Holiday Celebrations and the Grief-Wound

In our grief, holiday celebrations tend to reopen the grief-wound. 

We tend to play the “elephant in the room” game at the mention of our missing loved one. “If we don’t talk about how sad we are feeling we won’t spoil the day for others” is a common belief we carry into gatherings. 

The fallacy in this kind of thinking is that everyone is sad and missing this special person and they are all thinking the same about each other. SO bring those feelings out into the open and share them. At the beginning of the get together, allow yourself to say, “It just isn’t going to be the same this year without mom”, or "Who will carve the turkey now that dad is not here?” 

Another idea is to actually plan on including the person in the day. Since so much of our celebrations involve meals, reserve a place at the table, maybe put a picture instead of a plate and silverware in the reserved spot. 

Talk openly about him or her. Have each person present say what is in their heart as you go around the table before or after eating. The idea is to be open with everyone about the loss you are experiencing.
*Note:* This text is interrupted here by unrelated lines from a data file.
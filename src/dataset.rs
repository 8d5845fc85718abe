//! Dataset store and ingestion.
//!
//! A [`Dataset`] owns the parsed rows, the header list, the inferred
//! [`ColumnType`] for every column, basic per-column statistics, and an
//! append-only analysis log. It is built wholesale by [`Dataset::parse`]:
//! type inference and basic statistics are computed before the value is
//! returned, so a caller never observes a partially populated store.
//!
//! ## Ingestion format
//!
//! - Lines are split on LF or CRLF; whitespace-only lines are discarded.
//! - Fields are split on every comma. Quoting and escaping are not supported.
//! - Every field is trimmed; an empty field is a missing value.
//! - The first line is the header record. Header names must be non-empty and
//!   unique.
//! - Short rows are padded with missing values. A row carrying non-empty
//!   fields beyond the header width is rejected.

use std::collections::HashSet;

use itertools::Itertools;
use log::{debug, info};

use crate::{
    error::{AnalysisError, Result},
    schema::{ColumnType, infer_column_types},
    stats::BasicStats,
};

pub type Row = Vec<Option<String>>;

#[derive(Debug, Clone)]
pub struct Dataset {
    file_name: Option<String>,
    headers: Vec<String>,
    rows: Vec<Row>,
    column_types: Vec<ColumnType>,
    basic_stats: Vec<BasicStats>,
    analysis_log: Vec<String>,
}

impl Dataset {
    /// Parses raw comma-separated text into a fully populated dataset.
    pub fn parse(file_name: Option<&str>, text: &str) -> Result<Self> {
        let text = text.strip_prefix('\u{feff}').unwrap_or(text);
        let (headers, rows) = parse_records(text)?;
        Ok(Self::from_parts(file_name, headers, rows))
    }

    fn from_parts(file_name: Option<&str>, headers: Vec<String>, rows: Vec<Row>) -> Self {
        let column_types = infer_column_types(&headers, &rows);
        let basic_stats = column_types
            .iter()
            .enumerate()
            .map(|(idx, datatype)| {
                BasicStats::compute(
                    rows.iter().filter_map(|row| row[idx].as_deref()),
                    rows.len(),
                    *datatype,
                )
            })
            .collect();
        let opening = match file_name {
            Some(name) => format!("Dataset \"{name}\" loaded."),
            None => "Dataset loaded.".to_string(),
        };
        info!(
            "Loaded {} row(s) across {} column(s)",
            rows.len(),
            headers.len()
        );
        Dataset {
            file_name: file_name.map(str::to_string),
            headers,
            rows,
            column_types,
            basic_stats,
            analysis_log: vec![opening],
        }
    }

    pub fn file_name(&self) -> Option<&str> {
        self.file_name.as_deref()
    }

    pub fn headers(&self) -> &[String] {
        &self.headers
    }

    pub fn row_count(&self) -> usize {
        self.rows.len()
    }

    pub fn rows(&self) -> &[Row] {
        &self.rows
    }

    pub fn column_index(&self, name: &str) -> Result<usize> {
        self.headers
            .iter()
            .position(|header| header == name)
            .ok_or_else(|| AnalysisError::InvalidColumn {
                name: name.to_string(),
            })
    }

    /// Raw cell iterator for one column, in row order. `None` marks a missing
    /// value.
    pub fn cells(&self, name: &str) -> Result<impl Iterator<Item = Option<&str>> + '_> {
        let idx = self.column_index(name)?;
        Ok(self.rows.iter().map(move |row| row[idx].as_deref()))
    }

    pub fn column_type(&self, name: &str) -> Result<ColumnType> {
        self.column_index(name).map(|idx| self.column_types[idx])
    }

    /// Header/type pairs in header order.
    pub fn column_types(&self) -> impl Iterator<Item = (&str, ColumnType)> + '_ {
        self.headers
            .iter()
            .map(String::as_str)
            .zip(self.column_types.iter().copied())
    }

    pub fn columns_of_type(&self, datatype: ColumnType) -> Vec<&str> {
        self.column_types()
            .filter(|(_, ty)| *ty == datatype)
            .map(|(name, _)| name)
            .collect()
    }

    pub fn basic_stats(&self, name: &str) -> Result<&BasicStats> {
        self.column_index(name).map(|idx| &self.basic_stats[idx])
    }

    pub fn analysis_log(&self) -> &[String] {
        &self.analysis_log
    }

    /// Appends an entry to the analysis log. Entries are never removed.
    pub fn log_analysis(&mut self, entry: impl Into<String>) {
        let entry = entry.into();
        debug!("Analysis log entry: {entry}");
        self.analysis_log.push(entry);
    }

    /// Plain-text description of the dataset for narrative consumers: file
    /// name, row count, column types and the first three data rows.
    pub fn overview(&self) -> String {
        let mut text = String::new();
        text.push_str(&format!(
            "Filename: {}\n",
            self.file_name.as_deref().unwrap_or("(unnamed)")
        ));
        text.push_str(&format!("Number of rows: {}\n", self.rows.len()));
        text.push_str("Columns and their inferred types:\n");
        for (name, datatype) in self.column_types() {
            text.push_str(&format!("  - \"{name}\" ({datatype})\n"));
        }
        text.push_str("Sample rows:\n");
        text.push_str(&self.headers.join(", "));
        text.push('\n');
        for row in self.rows.iter().take(3) {
            text.push_str(&row.iter().map(|cell| cell.as_deref().unwrap_or("")).join(", "));
            text.push('\n');
        }
        text
    }
}

fn parse_records(text: &str) -> Result<(Vec<String>, Vec<Row>)> {
    let mut reader = csv::ReaderBuilder::new()
        .has_headers(false)
        .quoting(false)
        .flexible(true)
        .trim(csv::Trim::All)
        .from_reader(text.as_bytes());

    let mut records = reader
        .records()
        .enumerate()
        .filter_map(|(idx, record)| match record {
            Ok(record) if is_blank(&record) => None,
            Ok(record) => Some(Ok(record)),
            Err(err) => Some(Err(AnalysisError::Parse(format!(
                "record {}: {err}",
                idx + 1
            )))),
        });

    let header_record = records
        .next()
        .ok_or_else(|| AnalysisError::Parse("input contains no header row".to_string()))??;
    let headers = header_record
        .iter()
        .map(str::to_string)
        .collect::<Vec<_>>();
    validate_headers(&headers)?;

    let mut rows = Vec::new();
    for record in records {
        let record = record?;
        let line = record
            .position()
            .map(|pos| pos.line())
            .unwrap_or_default();
        if let Some(extra) = record.iter().skip(headers.len()).find(|f| !f.is_empty()) {
            return Err(AnalysisError::Parse(format!(
                "line {line} has {} field(s) but the header declares {} (unexpected value '{extra}')",
                record.len(),
                headers.len()
            )));
        }
        let row = (0..headers.len())
            .map(|idx| {
                record
                    .get(idx)
                    .filter(|field| !field.is_empty())
                    .map(str::to_string)
            })
            .collect::<Row>();
        rows.push(row);
    }
    debug!("Parsed {} data row(s)", rows.len());
    Ok((headers, rows))
}

fn is_blank(record: &csv::StringRecord) -> bool {
    record.iter().all(str::is_empty) && record.len() <= 1
}

fn validate_headers(headers: &[String]) -> Result<()> {
    let mut seen = HashSet::new();
    for (idx, header) in headers.iter().enumerate() {
        if header.is_empty() {
            return Err(AnalysisError::Parse(format!(
                "header column {} has an empty name",
                idx + 1
            )));
        }
        if !seen.insert(header.as_str()) {
            return Err(AnalysisError::Parse(format!(
                "duplicate header '{header}'"
            )));
        }
    }
    Ok(())
}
Share stories and reminisce, get out the scrapbooks, cry, laugh and support one another. 

Your loved one will not be there physically but their spirit will be kept alive and cherished.

Something More about…  Holiday Celebrations and the Grief-Wound

I wish you warm blessings as you navigate the intensity of the holiday season.  If you haven’t already, you may want to have my little grief booklet to support you.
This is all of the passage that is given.